[Technology Report]
Parallel Programming Is Here To Stay
One size does not fit all, and it never will. Parallel programming looks to level the playing field by leveraging multicore hardware.
Open Computing Language (OpenCL) is a standard for parallel programming that supports, but is not restricted to, GPUs. It even supports IBM’s Cell processor (see “CELL Processor Gets Ready To Entertain The Masses”) found in Sony’s PlayStation 3 and DSPs.
OpenCL can handle a heterogeneous environment. Therefore, a mix of x86 chips, GPUs, and DSPs could merrily crunch on loads of data. It has garnered wide support, so this scenario is actually feasible. It can even fit on mobile platforms.
Also, OpenCL has a platform model with a controlling host and multiple compute units. The compute units execute kernels, which are small chunks of code. This model is seen elsewhere with Nvidia’s SIMT architecture as well as Intel’s TBB.

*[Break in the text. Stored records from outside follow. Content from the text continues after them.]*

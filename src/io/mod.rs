//! Route container persistence.
//!
//! # Data Flow
//! ```text
//! Read (first access, or after invalidation):
//!     CachedRouteContainerIo
//!         → RouteCache::load (JSON snapshot)        hit  → RouteContainer
//!         → ParserRouteContainerIo (route files)    miss → RouteContainer
//!         → RouteCache::store
//!
//! Write (administrative set/unset):
//!     RouteContainer
//!         → ParserRouteContainerIo (application route file only)
//!         → RouteCache::clear
//! ```
//!
//! # Design Decisions
//! - Every IO hands out an owned container; the router shares it
//! - Files are replaced atomically (temp file + rename)
//! - Read-only IOs refuse writes with an error, which lets a chain fall
//!   through to the next member

pub mod cache;
pub mod chain;
pub mod definition;
pub mod error;
pub mod format;
pub mod memory;
pub mod parser;

use std::fmt;
use std::fs;
use std::path::Path;

use crate::routing::RouteContainer;

pub use cache::{CachedRouteContainerIo, RouteCache};
pub use chain::ChainedRouteContainerIo;
pub use error::IoError;
pub use format::ConfigFormat;
pub use memory::{MemoryRouteContainerIo, StaticRouteContainerIo};
pub use parser::{ParserRouteContainerIo, RouteFileLayout};

/// Source and sink of a route container.
pub trait RouteContainerIo: Send + Sync + fmt::Debug {
    /// Short name used in logs and metrics labels.
    fn name(&self) -> &'static str;

    /// Read the container.
    fn route_container(&self) -> Result<RouteContainer, IoError>;

    /// Persist the container.
    fn set_route_container(&self, container: &RouteContainer) -> Result<(), IoError>;

    /// Whether `set_route_container` can succeed at all.
    fn accepts_writes(&self) -> bool {
        true
    }

    /// Forget any container held in process memory.
    fn invalidate(&self) {}
}

/// Replace `path` with `content` through a sibling temp file.
pub(crate) fn write_atomic(path: &Path, content: &str) -> Result<(), IoError> {
    let write_error = |source| IoError::Write {
        path: path.to_path_buf(),
        source,
    };

    if let Some(parent) = path.parent().filter(|p| !p.as_os_str().is_empty()) {
        fs::create_dir_all(parent).map_err(write_error)?;
    }

    let mut temp = path.as_os_str().to_owned();
    temp.push(".tmp");
    let temp = Path::new(&temp);

    fs::write(temp, content).map_err(write_error)?;
    fs::rename(temp, path).map_err(|source| {
        let _ = fs::remove_file(temp);
        write_error(source)
    })
}

/// Delete `path`; returns whether there was anything to delete.
pub(crate) fn remove_if_exists(path: &Path) -> Result<bool, IoError> {
    match fs::remove_file(path) {
        Ok(()) => Ok(true),
        Err(e) if e.kind() == std::io::ErrorKind::NotFound => Ok(false),
        Err(source) => Err(IoError::Write {
            path: path.to_path_buf(),
            source,
        }),
    }
}

#[cfg(test)]
mod tests {
    use super::*;

    #[test]
    fn test_write_atomic_creates_parents() {
        let dir = tempfile::tempdir().unwrap();
        let path = dir.path().join("nested/dir/routes.json");

        write_atomic(&path, "{}").unwrap();
        assert_eq!(fs::read_to_string(&path).unwrap(), "{}");
        assert!(!dir.path().join("nested/dir/routes.json.tmp").exists());

        write_atomic(&path, "[]").unwrap();
        assert_eq!(fs::read_to_string(&path).unwrap(), "[]");
    }

    #[test]
    fn test_remove_if_exists() {
        let dir = tempfile::tempdir().unwrap();
        let path = dir.path().join("cache.json");
        assert!(!remove_if_exists(&path).unwrap());
        fs::write(&path, "x").unwrap();
        assert!(remove_if_exists(&path).unwrap());
    }
}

Further, OpenCL uses a relaxed memory consistency model. It doesn’t guarantee consistency of common variables across a collection of workgroup items, unlike an SMP system, where a variable has one location that’s equally accessible by any core. This is because many of the target platforms feature distributed memory with a core often having its own local memory.
OpenCL puts some limitations on the programming model. For example, pointers to functions aren’t allowed. Data pointers within a kernel block are allowed, but they may not be an argument. The restrictions make it possible to transparently map the application to the wide range of architectures supported by OpenCL.
PARALLEL ARCHITECTURES Frameworks like OpenCL are likely to be adopted to support new hardware architectures. But initially, vendor-provided programming tools will often be the first step. Likewise, some architectures work best when the developer can exploit features within the architecture through the programming tools designed to work in the architecture.
One such example is Forth programming support for the 40-core Intellasys SEAforth 40C18. Each core has only 512 words of RAM and ROM. Each 18-bit word contains four instructions. Unlike some other multicore solutions, the SEAforth cores aren’t designed to run one large program. Instead, they run very small, cooperative programs. In fact, three cores can be used to handle the dynamic RAM interface.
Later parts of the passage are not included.